▶ _TO DO_: Identify every line in the records below that contains the word "rejected", and copy each of those lines.

(Beginning of EXCERPTED DATA)

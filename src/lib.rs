//! Nxtra Console Library
//!
//! Operator console core for the Nxtra surveillance platform
//!
//! ## Architecture (6 Components)
//!
//! 1. CameraDirectory - Camera collection, derivation invariant, sweep state
//! 2. Provisioning - Playback URL orchestration (guards, bulk merge)
//! 3. RegistryClient - Camera registry REST adapter
//! 4. StreamSession - Per-card playback state machine and fault recovery
//! 5. ConsoleApi - Auth, incidents, vehicles, whitelist clients
//! 6. State - Configuration and component wiring
//!
//! ## Design Principles
//!
//! - The collection is the single source of truth for camera records
//! - Playback URLs are derived state, never authored by the operator
//! - Sessions are owned by the card that renders them, not by the directory

pub mod camera_directory;
pub mod console_api;
pub mod error;
pub mod provisioning;
pub mod registry_client;
pub mod state;
pub mod stream_session;

pub use error::{Error, Result};
pub use state::{ConsoleConfig, ConsoleState};
//! Vehicle whitelist client
//!
//! CRUD for approved-vehicle entries plus the quick status flip the
//! console uses to approve or revoke a vehicle without a full edit.

use crate::console_api::{build_http_client, check_response, with_bearer, DEFAULT_TIMEOUT_SECS};
use crate::error::{Error, Result};
use chrono::{DateTime, NaiveDate, Utc};
use serde::{Deserialize, Serialize};
use std::time::Duration;

#[derive(Debug, Clone, Serialize)]
pub struct WhitelistCreate {
    pub name: String,
    pub vehicle_number: String,
    pub vehicle_type: String,
    #[serde(skip_serializing_if = "Option::is_none")]
    pub purpose: Option<String>,
    pub from_date: NaiveDate,
    pub to_date: NaiveDate,
    pub status: String,
}

#[derive(Debug, Clone, Default, Serialize)]
pub struct WhitelistUpdate {
    #[serde(skip_serializing_if = "Option::is_none")]
    pub name: Option<String>,
    #[serde(skip_serializing_if = "Option::is_none")]
    pub vehicle_type: Option<String>,
    #[serde(skip_serializing_if = "Option::is_none")]
    pub purpose: Option<String>,
    #[serde(skip_serializing_if = "Option::is_none")]
    pub from_date: Option<NaiveDate>,
    #[serde(skip_serializing_if = "Option::is_none")]
    pub to_date: Option<NaiveDate>,
    #[serde(skip_serializing_if = "Option::is_none")]
    pub status: Option<String>,
}

#[derive(Debug, Clone, Deserialize)]
pub struct WhitelistEntry {
    pub id: i64,
    pub name: String,
    pub vehicle_number: String,
    pub vehicle_type: String,
    pub purpose: Option<String>,
    pub from_date: NaiveDate,
    pub to_date: NaiveDate,
    pub status: String,
    pub created_at: DateTime<Utc>,
}

const VALID_STATUSES: [&str; 2] = ["approved", "rejected"];

/// WhitelistClient instance
pub struct WhitelistClient {
    client: reqwest::Client,
    base_url: String,
    token: Option<String>,
}

impl WhitelistClient {
    pub fn new(base_url: &str) -> Self {
        Self::with_timeout(base_url, Duration::from_secs(DEFAULT_TIMEOUT_SECS))
    }

    pub fn with_timeout(base_url: &str, timeout: Duration) -> Self {
        Self {
            client: build_http_client(timeout),
            base_url: base_url.trim_end_matches('/').to_string(),
            token: None,
        }
    }

    pub fn with_token(mut self, token: &str) -> Self {
        self.token = Some(token.to_string());
        self
    }

    pub async fn list(&self) -> Result<Vec<WhitelistEntry>> {
        let url = format!("{}/api/vehicle-whitelist/", self.base_url);
        let request = with_bearer(self.client.get(&url), self.token.as_deref());
        let response = request.send().await?;
        Ok(check_response(response).await?.json().await?)
    }

    pub async fn create(&self, req: &WhitelistCreate) -> Result<WhitelistEntry> {
        let url = format!("{}/api/vehicle-whitelist/", self.base_url);
        let request = with_bearer(self.client.post(&url), self.token.as_deref()).json(req);
        let response = request.send().await?;
        let entry: WhitelistEntry = check_response(response).await?.json().await?;

        tracing::info!(
            vehicle_number = %entry.vehicle_number,
            "Whitelist entry created"
        );
        Ok(entry)
    }

    pub async fn update(&self, id: i64, req: &WhitelistUpdate) -> Result<WhitelistEntry> {
        let url = format!("{}/api/vehicle-whitelist/{}", self.base_url, id);
        let request = with_bearer(self.client.put(&url), self.token.as_deref()).json(req);
        let response = request.send().await?;
        Ok(check_response(response).await?.json().await?)
    }

    /// Flip an entry between "approved" and "rejected"
    pub async fn set_status(&self, id: i64, status: &str) -> Result<WhitelistEntry> {
        if !VALID_STATUSES.contains(&status) {
            return Err(Error::Validation(format!(
                "Status must be one of {:?}, got '{}'",
                VALID_STATUSES, status
            )));
        }

        let url = format!("{}/api/vehicle-whitelist/{}/status/{}", self.base_url, id, status);
        let request = with_bearer(self.client.put(&url), self.token.as_deref());
        let response = request.send().await?;
        let entry: WhitelistEntry = check_response(response).await?.json().await?;

        tracing::info!(
            vehicle_number = %entry.vehicle_number,
            status = %status,
            "Whitelist status changed"
        );
        Ok(entry)
    }

    pub async fn delete(&self, id: i64) -> Result<()> {
        let url = format!("{}/api/vehicle-whitelist/{}", self.base_url, id);
        let request = with_bearer(self.client.delete(&url), self.token.as_deref());
        let response = request.send().await?;
        check_response(response).await?;
        Ok(())
    }
}
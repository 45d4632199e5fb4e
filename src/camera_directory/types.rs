//! Camera directory data types
//!
//! Record shapes exchanged with the camera registry API. Field names on
//! the wire follow the registry contract (`rtsp_url` / `hls_url`); the
//! console model calls them source and playback URLs.

use crate::error::{Error, Result};
use chrono::{DateTime, Utc};
use serde::{Deserialize, Serialize};

/// URL scheme the registry accepts for camera sources
pub const SOURCE_SCHEME: &str = "rtsp://";

/// Camera record as held by the console
///
/// `playback_url` is derived from `source_url` by the provisioning
/// backend and may lag creation. It is never present without a source.
#[derive(Debug, Clone, Serialize, Deserialize)]
pub struct CameraRecord {
    pub camera_id: String,
    pub name: String,

    /// Origin stream locator (RTSP)
    #[serde(rename = "rtsp_url", default)]
    pub source_url: Option<String>,

    /// Derived adaptive-stream locator (HLS), present once provisioned
    #[serde(rename = "hls_url", default)]
    pub playback_url: Option<String>,

    pub created_at: DateTime<Utc>,

    #[serde(default)]
    pub updated_at: Option<DateTime<Utc>>,
}

impl CameraRecord {
    /// Whether the source locator is present and uses the registry scheme
    pub fn has_wellformed_source(&self) -> bool {
        self.source_url
            .as_deref()
            .map(|u| u.starts_with(SOURCE_SCHEME))
            .unwrap_or(false)
    }

    /// Whether this camera should be picked up by a provisioning sweep
    pub fn needs_provisioning(&self) -> bool {
        self.has_wellformed_source()
            && self
                .playback_url
                .as_deref()
                .map(|u| u.trim().is_empty())
                .unwrap_or(true)
    }
}

/// Camera creation request
#[derive(Debug, Clone, Serialize, Deserialize)]
pub struct CreateCameraRequest {
    pub camera_id: String,
    pub name: String,
    #[serde(rename = "rtsp_url", default)]
    pub source_url: Option<String>,
}

/// Camera update request
#[derive(Debug, Clone, Default, Serialize, Deserialize)]
pub struct UpdateCameraRequest {
    #[serde(skip_serializing_if = "Option::is_none")]
    pub name: Option<String>,
    #[serde(rename = "rtsp_url", skip_serializing_if = "Option::is_none")]
    pub source_url: Option<String>,
}

/// Validate a creation request against the registry's rules
pub fn validate_create(req: &CreateCameraRequest) -> Result<()> {
    if req.camera_id.trim().is_empty() || req.camera_id.len() > 64 {
        return Err(Error::Validation(
            "camera_id must be 1-64 characters".to_string(),
        ));
    }
    if req.name.trim().is_empty() {
        return Err(Error::Validation("camera name is required".to_string()));
    }
    validate_source_url(req.source_url.as_deref())
}

/// Validate an update request
pub fn validate_update(req: &UpdateCameraRequest) -> Result<()> {
    if let Some(name) = &req.name {
        if name.trim().is_empty() {
            return Err(Error::Validation("camera name must not be empty".to_string()));
        }
    }
    validate_source_url(req.source_url.as_deref())
}

fn validate_source_url(source_url: Option<&str>) -> Result<()> {
    match source_url {
        Some(url) if !url.starts_with(SOURCE_SCHEME) => Err(Error::Validation(format!(
            "source URL must start with {}",
            SOURCE_SCHEME
        ))),
        _ => Ok(()),
    }
}
//! ConsoleApi - Supplementary Console Endpoints
//!
//! ## Responsibilities
//!
//! - Typed clients for the console surfaces beyond the camera registry:
//!   authentication, incident alerts, vehicle logs / traffic flow, and
//!   the vehicle whitelist
//!
//! Each client is a thin reqwest wrapper over one route group; response
//! types mirror the backend schemas field for field. Session state is a
//! bearer token handed out by [`auth::AuthClient`] and attached by the
//! other clients when present.

pub mod auth;
pub mod incidents;
pub mod vehicles;
pub mod whitelist;

use crate::error::{Error, Result};
use reqwest::{RequestBuilder, Response, StatusCode};
use std::time::Duration;

pub(crate) const DEFAULT_TIMEOUT_SECS: u64 = 15;

pub(crate) fn build_http_client(timeout: Duration) -> reqwest::Client {
    reqwest::Client::builder()
        .timeout(timeout)
        .build()
        .expect("Failed to build HTTP client")
}

/// Attach a bearer token when one is held
pub(crate) fn with_bearer(builder: RequestBuilder, token: Option<&str>) -> RequestBuilder {
    match token {
        Some(token) => builder.bearer_auth(token),
        None => builder,
    }
}

/// Map a non-success response to a typed error, preferring the backend's
/// own detail message when the body carries one
pub(crate) async fn check_response(response: Response) -> Result<Response> {
    let status = response.status();
    if status.is_success() {
        return Ok(response);
    }

    let body = response.text().await.unwrap_or_default();
    let detail = serde_json::from_str::<serde_json::Value>(&body)
        .ok()
        .and_then(|v| {
            v.get("detail")
                .or_else(|| v.get("message"))
                .and_then(|d| d.as_str())
                .map(String::from)
        })
        .unwrap_or(body);

    Err(match status {
        StatusCode::NOT_FOUND => Error::NotFound(detail),
        StatusCode::UNAUTHORIZED | StatusCode::FORBIDDEN => Error::Unauthorized(detail),
        StatusCode::CONFLICT => Error::Conflict(detail),
        StatusCode::BAD_REQUEST | StatusCode::UNPROCESSABLE_ENTITY => Error::Validation(detail),
        _ => Error::Api(format!("{}: {}", status, detail)),
    })
}
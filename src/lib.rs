pub mod commands;
pub mod data;
pub mod engine;
pub mod errors;
pub mod models;
pub mod utils;

use std::fs;

use tracing::info;
use tracing_subscriber::EnvFilter;

use crate::errors::AppError;
use crate::models::config::ServiceConfig;

pub use commands::ImportService;

/// Install the global tracing subscriber. `RUST_LOG` overrides the default `info` level.
pub fn init_tracing() {
    let _ = tracing_subscriber::fmt()
        .with_env_filter(
            EnvFilter::try_from_default_env().unwrap_or_else(|_| EnvFilter::new("info")),
        )
        .with_writer(std::io::stderr)
        .try_init();
}

/// Make sure the data and backup directories exist.
pub fn prepare_data_dir(config: &ServiceConfig) -> Result<(), AppError> {
    fs::create_dir_all(&config.data_dir).map_err(|e| {
        AppError::InvalidConfig(format!(
            "cannot create data directory {}: {}",
            config.data_dir.display(),
            e
        ))
    })?;
    fs::create_dir_all(config.backup_dir()).map_err(|e| {
        AppError::InvalidConfig(format!(
            "cannot create backup directory {}: {}",
            config.backup_dir().display(),
            e
        ))
    })?;
    info!("Data directory ready at {}", config.data_dir.display());
    Ok(())
}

(End of EXCERPTED DATA)

▶ _ANSWER SPACE_:
const VALID_STATUSES: [&str; 2] = ["approved", "rejected"];
    /// Flip an entry between "approved" and "rejected"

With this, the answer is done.